Thursday, 18 August 2016

No 152: My urine is green. That can’t be good.


This week I have been in Jeddah, Saudi Arabia, a city where size matters. They have the biggest flag pole in the world (170m), the tallest water fountain in the world (260m) and are currently constructing the tallest building in the world, Jeddah Towers. At 1km high Jeddah Towers will be just 49cm taller than the current tallest building in the world (the Burj Khalifa in Dubai). If you are going to spend $5bn then you really don’t want to be ‘the second tallest’ so those extra few centimetres truly matter. We drove past the construction site (see photo below). It doesn’t look overly impressive at first glance but look closely and you get a sense of the scale; those tiny objects on the side of the picture are massive cranes. See also attached the artists impression of the final structure. Oh yes indeed. Jeddah is a city where size matters.


Towers in Aug 2016                                            Artists Impression of final Towers



We are about 10 miles from Mecca and, as luck would have it, our trip coincided with the Hajj, the annual Muslim pilgrimage. It was suggested that we could perhaps visit the holy site disguised in a burka. We sensibly rejected this offer on cultural sensitivity grounds. Also my colleague, Dutchman Erik Driessen, is 7 foot tall and likely to attract attention. Whilst abandoning him to explain himself to the Saudi authorities would be mildly amusing it would have created unpleasant amounts of paperwork.

If you head 60km south of Jeddah into the desert you will come to an Industrial Zone. Between here and the Yemen border is 500 miles of hot, unforgiving desert. This is where we have spent the week, undertaking a technical audit of, yes you guessed it, the biggest soft drinks facility in the world. It is run by a fantastically dedicated team from Sibco, one of the largest Pepsi franchisees in the world, and it is, quite simply, staggeringly enormous. The $0.5bn+ plant is going through commissioning but when fully operational will consume over 500,000,000 litres of water every hour. A giant sized lorry packed with 7Up, Pepsi, and all the other delicious Pepsi brands will leave the site every 4 minutes (there is a taxi-rank type car park for 100 such lorries). The sheer scale of it is awe-inspiring. It knocks spots off the big flagpole, bigger fountain and biggest building as a tourist attraction.

It is however ridiculously hot. Step outside the air conditioned office and, literally within seconds, you are pouring with sweat. After just 3 minutes you are soaked to the skin in your own perspiration. Our days have involved spending a couple of blisteringly hot hours on-site, returning to the safety of our temporary office to write up our notes/re-hydrate/dry.
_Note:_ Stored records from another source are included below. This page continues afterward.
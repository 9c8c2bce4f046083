//! Theme provider - the owned light/dark state cell
//!
//! The provider is built once per application and handed to whatever needs
//! the theme. Readers either take a snapshot with [`ThemeProvider::current`]
//! or follow changes through [`ThemeProvider::subscribe`]. The only writes
//! are [`ThemeProvider::toggle`] and [`ThemeProvider::reconcile`].

use anyhow::Result;
use std::fs;
use std::path::{Path, PathBuf};
use std::sync::{Arc, Mutex};
use tokio::sync::watch;

use super::palette::{Palette, Theme};

/// Preference key inside the persisted document
const THEME_KEY: &str = "theme";

/// Environment variable read as the ambient light/dark signal
pub const AMBIENT_ENV: &str = "FOLIO_COLOR_SCHEME";

/// Persistent storage for the theme preference
pub trait PreferenceStore: Send + Sync {
    /// Read the saved preference, `None` when nothing was saved
    fn load(&self) -> Result<Option<Theme>>;

    /// Save the preference
    fn save(&self, theme: Theme) -> Result<()>;
}

/// Stores the preference in a small JSON document on disk
pub struct FilePreferenceStore {
    path: PathBuf,
}

impl FilePreferenceStore {
    pub fn new<P: AsRef<Path>>(path: P) -> Self {
        Self {
            path: path.as_ref().to_path_buf(),
        }
    }

    fn read_document(&self) -> Result<serde_json::Map<String, serde_json::Value>> {
        if !self.path.exists() {
            return Ok(serde_json::Map::new());
        }
        let content = fs::read_to_string(&self.path)?;
        Ok(serde_json::from_str(&content)?)
    }
}

impl PreferenceStore for FilePreferenceStore {
    fn load(&self) -> Result<Option<Theme>> {
        let document = self.read_document()?;
        match document.get(THEME_KEY) {
            Some(value) => Ok(Some(serde_json::from_value(value.clone())?)),
            None => Ok(None),
        }
    }

    fn save(&self, theme: Theme) -> Result<()> {
        // Keep unrelated keys intact
        let mut document = self.read_document().unwrap_or_default();
        document.insert(THEME_KEY.to_string(), serde_json::to_value(theme)?);

        if let Some(parent) = self.path.parent() {
            fs::create_dir_all(parent)?;
        }
        fs::write(&self.path, serde_json::to_string_pretty(&document)?)?;
        Ok(())
    }
}

/// Session-only storage
#[derive(Default)]
pub struct MemoryPreferenceStore {
    value: Mutex<Option<Theme>>,
}

impl MemoryPreferenceStore {
    pub fn with_value(theme: Theme) -> Self {
        Self {
            value: Mutex::new(Some(theme)),
        }
    }
}

impl PreferenceStore for MemoryPreferenceStore {
    fn load(&self) -> Result<Option<Theme>> {
        let value = self
            .value
            .lock()
            .map_err(|_| anyhow::anyhow!("preference lock poisoned"))?;
        Ok(*value)
    }

    fn save(&self, theme: Theme) -> Result<()> {
        let mut value = self
            .value
            .lock()
            .map_err(|_| anyhow::anyhow!("preference lock poisoned"))?;
        *value = Some(theme);
        Ok(())
    }
}

/// Owned, injectable light/dark state
#[derive(Clone)]
pub struct ThemeProvider {
    tx: Arc<watch::Sender<Theme>>,
    store: Arc<dyn PreferenceStore>,
}

impl ThemeProvider {
    /// Create a provider starting at `initial`
    pub fn new(initial: Theme, store: Arc<dyn PreferenceStore>) -> Self {
        let (tx, _) = watch::channel(initial);
        Self {
            tx: Arc::new(tx),
            store,
        }
    }

    /// Provider that never touches disk
    pub fn in_memory(initial: Theme) -> Self {
        Self::new(initial, Arc::new(MemoryPreferenceStore::default()))
    }

    pub fn current(&self) -> Theme {
        *self.tx.borrow()
    }

    pub fn palette(&self) -> &'static Palette {
        Palette::for_theme(self.current())
    }

    /// Follow theme changes
    pub fn subscribe(&self) -> watch::Receiver<Theme> {
        self.tx.subscribe()
    }

    /// Flip the theme and persist it.
    ///
    /// A failed save is logged and the new value stays in memory.
    pub fn toggle(&self) -> Theme {
        let next = self.current().flipped();
        self.tx.send_replace(next);
        if let Err(e) = self.store.save(next) {
            tracing::warn!("Failed to persist theme preference: {}", e);
        }
        tracing::debug!("Theme toggled to {}", next);
        next
    }

    /// Replace the initial value with the persisted preference, or with the
    /// ambient signal when nothing was saved. Keeps the current value when
    /// neither is available.
    pub fn reconcile(&self, ambient: Option<Theme>) -> Theme {
        let saved = match self.store.load() {
            Ok(saved) => saved,
            Err(e) => {
                tracing::warn!("Failed to read theme preference: {}", e);
                None
            }
        };

        if let Some(theme) = saved.or(ambient) {
            self.tx.send_if_modified(|current| {
                let changed = *current != theme;
                *current = theme;
                changed
            });
        }
        self.current()
    }
}

/// Read the ambient light/dark signal from the environment
pub fn ambient_from_env() -> Option<Theme> {
    std::env::var(AMBIENT_ENV).ok()?.parse().ok()
}

#[cfg(test)]
mod tests {
    use super::*;

    struct BrokenStore;

    impl PreferenceStore for BrokenStore {
        fn load(&self) -> Result<Option<Theme>> {
            anyhow::bail!("storage unavailable")
        }

        fn save(&self, _theme: Theme) -> Result<()> {
            anyhow::bail!("storage unavailable")
        }
    }

    #[test]
    fn test_toggle_flips_and_persists() {
        let store = Arc::new(MemoryPreferenceStore::default());
        let provider = ThemeProvider::new(Theme::Light, store.clone());

        assert_eq!(provider.toggle(), Theme::Dark);
        assert_eq!(provider.current(), Theme::Dark);
        assert_eq!(store.load().unwrap(), Some(Theme::Dark));

        assert_eq!(provider.toggle(), Theme::Light);
        assert_eq!(store.load().unwrap(), Some(Theme::Light));
    }

    #[test]
    fn test_reconcile_prefers_saved_value() {
        let store = Arc::new(MemoryPreferenceStore::with_value(Theme::Dark));
        let provider = ThemeProvider::new(Theme::Light, store);
        assert_eq!(provider.reconcile(Some(Theme::Light)), Theme::Dark);
    }

    #[test]
    fn test_reconcile_falls_back_to_ambient() {
        let provider = ThemeProvider::in_memory(Theme::Light);
        assert_eq!(provider.reconcile(Some(Theme::Dark)), Theme::Dark);
    }

    #[test]
    fn test_reconcile_keeps_default_without_signals() {
        let provider = ThemeProvider::in_memory(Theme::Light);
        assert_eq!(provider.reconcile(None), Theme::Light);
    }

    #[test]
    fn test_broken_store_is_not_fatal() {
        let provider = ThemeProvider::new(Theme::Light, Arc::new(BrokenStore));
        assert_eq!(provider.reconcile(Some(Theme::Dark)), Theme::Dark);
        assert_eq!(provider.toggle(), Theme::Light);
        assert_eq!(provider.current(), Theme::Light);
    }

    #[test]
    fn test_subscribers_see_toggles() {
        let provider = ThemeProvider::in_memory(Theme::Light);
        let mut rx = provider.subscribe();
        assert!(!rx.has_changed().unwrap());

        provider.toggle();
        assert!(rx.has_changed().unwrap());
        assert_eq!(*rx.borrow_and_update(), Theme::Dark);
    }

    #[test]
    fn test_palette_follows_theme() {
        let provider = ThemeProvider::in_memory(Theme::Dark);
        assert_eq!(provider.palette(), Palette::for_theme(Theme::Dark));
    }

    #[test]
    fn test_file_store_round_trip_keeps_other_keys() {
        let dir = tempfile::tempdir().unwrap();
        let path = dir.path().join(".folio/preferences.json");
        fs::create_dir_all(path.parent().unwrap()).unwrap();
        fs::write(&path, r#"{"layout": "wide"}"#).unwrap();

        let store = FilePreferenceStore::new(&path);
        assert_eq!(store.load().unwrap(), None);

        store.save(Theme::Dark).unwrap();
        assert_eq!(store.load().unwrap(), Some(Theme::Dark));

        let raw = fs::read_to_string(&path).unwrap();
        assert!(raw.contains("\"layout\": \"wide\""));
        assert!(raw.contains("\"theme\": \"dark\""));
    }

    #[test]
    fn test_file_store_missing_file_is_empty() {
        let dir = tempfile::tempdir().unwrap();
        let store = FilePreferenceStore::new(dir.path().join("nope.json"));
        assert_eq!(store.load().unwrap(), None);
    }
}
We then repeat this until the day ends.  Shirts dry quite quickly but once your underpants are soaked through they tend to stay wet all day long. Having constantly wet nether-regions is a special feeling I have not encountered for perhaps 45 years.

Some water issues are common the world over (leakage, energy control, sludge). Some are region specific (unusually high manganese levels in the Red Sea feed water, climatic conditions which cause rapid corrosion of all metal components). Everyone we have met, from the local desalination operators Sawaco to all Sibco staff/subcontractors has welcomed us and is working tirelessly to get the facility up and running on time. After all, there are 28 million thirsty Saudi’s out there and they need their Pepsi.

Above the urinals is a little sign with colour chart for you to compare with your urine. It ranges from light yellow (‘good’) to dark yellow (‘drink more’) to green (‘drink more now’) to red (‘Something is seriously wrong. Find a hospital and find a psychiatrist’). No matter how much I drink I can’t seem to shift from light green. I feel (and no doubt look) like a shrivelled prune. Yet our main client contact, Duncan Munro, has been here almost 3 years and looks suspiciously younger than he did when he worked in London for Fullers Brewery.

Perhaps it’s a Soft drink vs Beer thing? Perhaps it is due to the sunshine? I hope not, either way I am in trouble. Next week I am on holiday in Southwold, UK. I intend to spend the week enjoying the balmy 20 degree C temperatures, sitting on the painful gravel beach next to the deliciously grey and cold North Sea drinking copious amount of the local Adnams ale. It is a classic Englishman’s holiday. I might not end the week looking any younger but my urine will at least be back to normal.